Yes. Every possible result should be equiprobable.
>> int BoundRand(int bound)
>> {
>> int r;
>> int limit;
>> int factor = (RAND_MAX - bound + 1) / bound;
>> factor++;
>> limit = factor * bound;
>> do {
>> r = rand();
>> }while ( r >= limit );
>> return r / factor;
>> }
>
> I think it would be much more efficient & better to scale rand() instead of
> waiting for a valid return value. Theoretically, it is possible that it will
> take forever for a result to appear that is within range. That's assuming
> the rand() is truly random, which it probably won't be. Since the
> implementation of rand() may vary, though, it would be safer not to wait for
> valid numbers -- just in case.
Scaling rand does not address the problem. If you want a
uniform distribution, then you need to discard values, and
retain only a set of values, the size of which is a multiple
of the size of the sample set you are generating.
Waiting forever is not a problem. Really. It is like getting
a number in the range 1..5 using a fair dice. You roll, and keep
rolling until you get something that is not a six.
The vast majority of time the above loop will execute only
once. If the bound is 52, for example, and RAND_MAX is 32767,
then the limit is 32760.
This means that 1 in every 4096 calls, you will need to draw
a second number. And assuming indepedence (which in fact does
not hold for rand() in MS VC++!) you will need to draw three
random numbers 1 in every 16 million calls. If we assume true
randomness, and you run this function a million times a second
for a billion years, then I still claim with confidence that it
will never go around more than ten times. With a pseudo-random
number generator you can be even more confident.

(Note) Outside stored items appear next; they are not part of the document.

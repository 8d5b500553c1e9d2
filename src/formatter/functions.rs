//! Template functions: the trait user functions implement, the error they
//! report, and the built-in set.
//!
//! Used as a filter, a function receives the prior value of the chain as its
//! head. Built-ins see the head prepended to their arguments, so
//! `{x|pad_left(3, '0')}` and `{pad_left(x, 3, '0')}` make the same call.

use bigdecimal::{BigDecimal, RoundingMode};
use chrono::{Local, Utc};
use lazy_static::lazy_static;
use regex::{Captures, Regex};
use std::collections::HashMap;
use std::str::FromStr;
use thiserror::Error;

use super::value::{format_date as strftime, Value};
use crate::construct::OtherHasher;

#[derive(Error, Debug, Clone, PartialEq)]
pub enum FunctionError {
    #[error("expected {expected} arguments, got {got}")]
    Arity { expected: usize, got: usize },
    #[error("{0}")]
    InvalidArgument(String),
}

pub type FunctionResult = std::result::Result<Value, FunctionError>;

pub trait TemplateFunction {
    /// `head` is `None` for a bare call.
    fn call(&self, head: Option<&Value>, args: &[Value]) -> FunctionResult;
}

impl<F> TemplateFunction for F
where
    F: Fn(Option<&Value>, &[Value]) -> FunctionResult,
{
    fn call(&self, head: Option<&Value>, args: &[Value]) -> FunctionResult {
        self(head, args)
    }
}

/// The head value, if any, followed by the supplied arguments.
pub fn with_head(head: Option<&Value>, args: &[Value]) -> Vec<Value> {
    head.into_iter().chain(args).cloned().collect()
}

/// Fails unless at least `expected` arguments are present.
pub fn need(args: &[Value], expected: usize) -> Result<(), FunctionError> {
    if args.len() < expected {
        Err(FunctionError::Arity {
            expected,
            got: args.len(),
        })
    } else {
        Ok(())
    }
}

fn text(value: &Value) -> String {
    value.to_string()
}

fn number(value: &Value, what: &str) -> Result<f64, FunctionError> {
    value
        .as_number()
        .ok_or_else(|| FunctionError::InvalidArgument(format!("{} '{}' is not a number", what, value)))
}

const MAX_WIDTH: usize = 4096;
const MAX_DECIMALS: usize = 64;
const MAX_WORDS: usize = 1000;

/// A whole number no larger than `limit`.
fn count(value: &Value, what: &str, limit: usize) -> Result<usize, FunctionError> {
    let n = number(value, what)?;
    if n < 0.0 || n.fract() != 0.0 {
        return Err(FunctionError::InvalidArgument(format!("{} must be a whole number, got {}", what, value)));
    }
    if n > limit as f64 {
        return Err(FunctionError::InvalidArgument(format!("{} must not exceed {}, got {}", what, limit, value)));
    }
    Ok(n as usize)
}

// ------------- Built-ins -------------
pub type Builtin = fn(&[Value]) -> FunctionResult;

lazy_static! {
    static ref BUILTINS: HashMap<&'static str, Builtin, OtherHasher> = {
        let mut builtins: HashMap<&'static str, Builtin, OtherHasher> = HashMap::default();
        builtins.insert("lowercase", lowercase);
        builtins.insert("uppercase", uppercase);
        builtins.insert("trim", trim);
        builtins.insert("propercase", propercase);
        builtins.insert("def", def);
        builtins.insert("add", add);
        builtins.insert("sub", sub);
        builtins.insert("wrap", wrap);
        builtins.insert("list", list);
        builtins.insert("join", join);
        builtins.insert("now", now);
        builtins.insert("utc", utc);
        builtins.insert("format_date", format_date);
        builtins.insert("format_num", format_num);
        builtins.insert("pad_left", pad_left);
        builtins.insert("pad_right", pad_right);
        builtins.insert("_lorem", lorem);
        builtins
    };
    static ref DATE_TOKENS: Regex = Regex::new("YYYY|YY|MMMM|MMM|MM|M|DD|D|HH|H|mm|ss").unwrap();
}

/// Looks up a built-in by its lower-case name.
pub fn builtin(name: &str) -> Option<Builtin> {
    BUILTINS.get(name).copied()
}

pub fn builtin_names() -> Vec<&'static str> {
    let mut names: Vec<&'static str> = BUILTINS.keys().copied().collect();
    names.sort_unstable();
    names
}

fn lowercase(args: &[Value]) -> FunctionResult {
    need(args, 1)?;
    Ok(text(&args[0]).to_lowercase().into())
}

fn uppercase(args: &[Value]) -> FunctionResult {
    need(args, 1)?;
    Ok(text(&args[0]).to_uppercase().into())
}

fn trim(args: &[Value]) -> FunctionResult {
    need(args, 1)?;
    Ok(text(&args[0]).trim().into())
}

fn propercase(args: &[Value]) -> FunctionResult {
    need(args, 1)?;
    let mut proper = String::new();
    let mut word_start = true;
    for c in text(&args[0]).chars() {
        if c.is_alphanumeric() {
            if word_start {
                proper.extend(c.to_uppercase());
            } else {
                proper.extend(c.to_lowercase());
            }
            word_start = false;
        } else {
            proper.push(c);
            word_start = c.is_whitespace() || c == '-';
        }
    }
    Ok(proper.into())
}

/// The value, or the fallback when the value is empty.
fn def(args: &[Value]) -> FunctionResult {
    need(args, 2)?;
    Ok(if args[0].is_empty() { args[1].clone() } else { args[0].clone() })
}

fn add(args: &[Value]) -> FunctionResult {
    need(args, 2)?;
    Ok(Value::Number(number(&args[0], "left operand")? + number(&args[1], "right operand")?))
}

fn sub(args: &[Value]) -> FunctionResult {
    need(args, 2)?;
    Ok(Value::Number(number(&args[0], "left operand")? - number(&args[1], "right operand")?))
}

/// Replaces every `@` in the pattern with the value.
fn wrap(args: &[Value]) -> FunctionResult {
    need(args, 2)?;
    Ok(text(&args[1]).replace('@', &text(&args[0])).into())
}

fn list(args: &[Value]) -> FunctionResult {
    Ok(Value::List(args.to_vec()))
}

fn join(args: &[Value]) -> FunctionResult {
    need(args, 1)?;
    let separator = args.get(1).map(text).unwrap_or_else(|| ", ".to_string());
    Ok(match &args[0] {
        Value::List(items) => items.iter().map(text).collect::<Vec<_>>().join(&separator).into(),
        other => text(other).into(),
    })
}

fn now(_: &[Value]) -> FunctionResult {
    Ok(Value::Date(Local::now().fixed_offset()))
}

/// The given date (or now) in UTC.
fn utc(args: &[Value]) -> FunctionResult {
    match args.first() {
        None => Ok(Value::Date(Utc::now().fixed_offset())),
        Some(value) => value
            .as_date()
            .map(|d| Value::Date(d.with_timezone(&Utc).fixed_offset()))
            .ok_or_else(|| FunctionError::InvalidArgument(format!("'{}' is not a date", value))),
    }
}

/// Accepts strftime patterns as well as `YYYY-MM-DD`-style tokens.
fn format_date(args: &[Value]) -> FunctionResult {
    need(args, 2)?;
    let date = args[0]
        .as_date()
        .ok_or_else(|| FunctionError::InvalidArgument(format!("'{}' is not a date", args[0])))?;
    let pattern = text(&args[1]);
    let pattern = if pattern.contains('%') {
        pattern
    } else {
        DATE_TOKENS
            .replace_all(&pattern, |caps: &Captures| {
                match &caps[0] {
                    "YYYY" => "%Y",
                    "YY" => "%y",
                    "MMMM" => "%B",
                    "MMM" => "%b",
                    "MM" => "%m",
                    "M" => "%-m",
                    "DD" => "%d",
                    "D" => "%-d",
                    "HH" => "%H",
                    "H" => "%-H",
                    "mm" => "%M",
                    _ => "%S",
                }
                .to_string()
            })
            .into_owned()
    };
    strftime(&date, &pattern)
        .map(Value::String)
        .ok_or_else(|| FunctionError::InvalidArgument(format!("'{}' is not a date pattern", pattern)))
}

/// Rounds half away from zero on the decimal representation.
fn format_num(args: &[Value]) -> FunctionResult {
    need(args, 2)?;
    let decimals = count(&args[1], "decimals", MAX_DECIMALS)? as i64;
    let digits = match &args[0] {
        Value::String(s) => s.trim().to_string(),
        other => text(&Value::Number(number(other, "value")?)),
    };
    let decimal = BigDecimal::from_str(&digits)
        .map_err(|_| FunctionError::InvalidArgument(format!("'{}' is not a number", digits)))?;
    Ok(decimal.with_scale_round(decimals, RoundingMode::HalfUp).to_string().into())
}

fn pad(args: &[Value], left: bool) -> FunctionResult {
    need(args, 2)?;
    let value = text(&args[0]);
    let width = count(&args[1], "width", MAX_WIDTH)?;
    let fill = match args.get(2).map(text) {
        None => ' ',
        Some(fill) => fill
            .chars()
            .next()
            .ok_or_else(|| FunctionError::InvalidArgument("fill must not be empty".into()))?,
    };
    let missing = width.saturating_sub(value.chars().count());
    let padding: String = std::iter::repeat_n(fill, missing).collect();
    Ok(if left { padding + &value } else { value + &padding }.into())
}

fn pad_left(args: &[Value]) -> FunctionResult {
    pad(args, true)
}

fn pad_right(args: &[Value]) -> FunctionResult {
    pad(args, false)
}

const LOREM: &[&str] = &[
    "lorem", "ipsum", "dolor", "sit", "amet", "consectetur", "adipiscing", "elit", "sed", "do", "eiusmod",
    "tempor", "incididunt", "ut", "labore", "et", "dolore", "magna", "aliqua",
];

/// Placeholder text of the given number of words.
fn lorem(args: &[Value]) -> FunctionResult {
    let words = match args.last() {
        Some(value) => count(value, "words", MAX_WORDS)?,
        None => 8,
    };
    Ok(LOREM.iter().cycle().take(words).copied().collect::<Vec<_>>().join(" ").into())
}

> I would not suggest using "rand() % N", either, since it throws out the
> higher bits -- I've heard the remaining lower bits are less random.
>
> This would work:
>
> const int high = 51;
> const int low=0;
> int RandVal = low + ( high - low ) * ( double(rand()) / RAND_MAX) ;
This method has the non-uniform defect that I am trying to avoid,
and also has the defect that it can possibly give the value 52.

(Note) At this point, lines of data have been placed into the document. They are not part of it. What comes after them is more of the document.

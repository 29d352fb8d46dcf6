use lwk_wollet::elements;
use lwk_wollet::elements::secp256k1_zkp::XOnlyPublicKey;

use super::Chain;
use crate::error::SwapError;

/// Raw lockup transaction as seen in a `transaction.server.*` event.
#[derive(Debug, Clone, PartialEq)]
pub enum LockupTransaction {
    Bitcoin(bitcoin::Transaction),
    Liquid(elements::Transaction),
}

impl LockupTransaction {
    pub fn from_hex(chain: Chain, tx_hex: &str) -> Result<Self, SwapError> {
        let bytes = hex::decode(tx_hex)?;
        match chain {
            Chain::Bitcoin => bitcoin::consensus::deserialize(&bytes)
                .map(LockupTransaction::Bitcoin)
                .map_err(|e| SwapError::Encoding(format!("bitcoin transaction: {e}"))),
            Chain::Liquid => elements::encode::deserialize(&bytes)
                .map(LockupTransaction::Liquid)
                .map_err(|e| SwapError::Encoding(format!("liquid transaction: {e}"))),
        }
    }

    pub fn chain(&self) -> Chain {
        match self {
            LockupTransaction::Bitcoin(_) => Chain::Bitcoin,
            LockupTransaction::Liquid(_) => Chain::Liquid,
        }
    }

    pub fn txid(&self) -> String {
        match self {
            LockupTransaction::Bitcoin(tx) => tx.compute_txid().to_string(),
            LockupTransaction::Liquid(tx) => tx.txid().to_string(),
        }
    }
}

#[derive(Debug, Clone, PartialEq)]
pub enum SwapPrevout {
    Bitcoin {
        outpoint: bitcoin::OutPoint,
        txout: bitcoin::TxOut,
    },
    Liquid {
        outpoint: elements::OutPoint,
        txout: elements::TxOut,
    },
}

/// The output of a lockup transaction that pays to the swap's tweaked key.
#[derive(Debug, Clone, PartialEq)]
pub struct SwapOutput {
    pub vout: u32,
    pub tweaked_key: XOnlyPublicKey,
    pub prevout: SwapPrevout,
}

impl SwapOutput {
    pub fn chain(&self) -> Chain {
        match self.prevout {
            SwapPrevout::Bitcoin { .. } => Chain::Bitcoin,
            SwapPrevout::Liquid { .. } => Chain::Liquid,
        }
    }

    /// Value in sat, `None` while a confidential output is still blinded.
    pub fn explicit_value(&self) -> Option<u64> {
        match &self.prevout {
            SwapPrevout::Bitcoin { txout, .. } => Some(txout.value.to_sat()),
            SwapPrevout::Liquid { txout, .. } => txout.value.explicit(),
        }
    }

    /// Asset tag on the confidential chain, when explicit.
    pub fn explicit_asset(&self) -> Option<elements::AssetId> {
        match &self.prevout {
            SwapPrevout::Bitcoin { .. } => None,
            SwapPrevout::Liquid { txout, .. } => txout.asset.explicit(),
        }
    }

    pub fn script_pubkey(&self) -> &[u8] {
        match &self.prevout {
            SwapPrevout::Bitcoin { txout, .. } => txout.script_pubkey.as_bytes(),
            SwapPrevout::Liquid { txout, .. } => txout.script_pubkey.as_bytes(),
        }
    }
}

/// Witness program of a segwit v1 (`OP_1 <32 bytes>`) script.
pub fn p2tr_program(script_pubkey: &[u8]) -> Option<[u8; 32]> {
    match script_pubkey {
        [0x51, 0x20, program @ ..] if program.len() == 32 => {
            let mut out = [0u8; 32];
            out.copy_from_slice(program);
            Some(out)
        }
        _ => None,
    }
}

/// First output whose Taproot program equals `tweaked_key`, byte for byte.
/// `None` means the funds are not visible yet; the caller owns retry policy.
pub fn detect(tweaked_key: &XOnlyPublicKey, transaction: &LockupTransaction) -> Option<SwapOutput> {
    let wanted = tweaked_key.serialize();
    let matches = |script: &[u8]| p2tr_program(script).is_some_and(|p| p == wanted);

    match transaction {
        LockupTransaction::Bitcoin(tx) => {
            let txid = tx.compute_txid();
            tx.output
                .iter()
                .enumerate()
                .find(|(_, out)| matches(out.script_pubkey.as_bytes()))
                .map(|(vout, out)| SwapOutput {
                    vout: vout as u32,
                    tweaked_key: *tweaked_key,
                    prevout: SwapPrevout::Bitcoin {
                        outpoint: bitcoin::OutPoint::new(txid, vout as u32),
                        txout: out.clone(),
                    },
                })
        }
        LockupTransaction::Liquid(tx) => {
            let txid = tx.txid();
            tx.output
                .iter()
                .enumerate()
                .find(|(_, out)| matches(out.script_pubkey.as_bytes()))
                .map(|(vout, out)| SwapOutput {
                    vout: vout as u32,
                    tweaked_key: *tweaked_key,
                    prevout: SwapPrevout::Liquid {
                        outpoint: elements::OutPoint::new(txid, vout as u32),
                        txout: out.clone(),
                    },
                })
        }
    }
}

You need to divide by RAND_MAX+1.0
With the code you have given, and assuming RAND_MAX = 32767 as in
MS VC++, the numbers 0, 44, 29, 37, 14, 22 and 7 are slightly more
likely than other numbers, with 52 occuring once every 32768 calls.
The more frequent numbers are 0, 6, 13, 19, 26, 32, 39 and 45 when
the correction is applied.
Cheers -- Chris
Cy Edmunds
"Andrew Koenig" <a...@research.att.com> wrote in message
news:yu99ptsg...@europa.research.att.com...
You're right theoretically, but the OP wants to generate a number in the
range [0..51] and I'll bet he has a 32 bit computer. Most of us do. LOL I
think scaling would be adequate for what appears to be a card game.
Chris Ho-Stuart
Microsoft VC++ 6.0 has RAND_MAX equal to 32767.
Wierd, but true.
Cheers -- Chris
Cy Edmunds
I didn't know that. I haven't used rand() in many years because it has such
a bad history.
Jerry Coffin
says...
[ ... ]
> > const int high = 51;
> > const int low=0;
> > int RandVal = low + ( high - low ) * ( double(rand()) / RAND_MAX) ;
>
> This method has the non-uniform defect that I am trying to avoid,
> and also has the defect that it can possibly give the value 52.
> You need to divide by RAND_MAX+1.0
This has worked reasonably well for me for years:
int rand_lim(int limit) {
/* return a random number between 0 and limit inclusive.
*/
int divisor = RAND_MAX/(limit+1);
int retval;
do {
retval = rand() / divisor;
} while (retval > limit);
return retval;
}
The only problem it's ever caused was when I accidentally tried to
pass a limit greater than RAND_MAX. Integer division by zero didn't
accomplish much...
--
Later,
Jerry.
The universe is a figment of its own imagination.
Neil Cerutti
One of the exercises in _Accelerated C++_ is a charge to extend
that function to handle a limit argument greater than RAND_MAX.
I'm glad noboby got to see my solution.
Coping with overflow was a pain, and I found it quite difficult
to empirically show that my function actually worked.
--
Neil Cerutti <cer...@trans-video.net>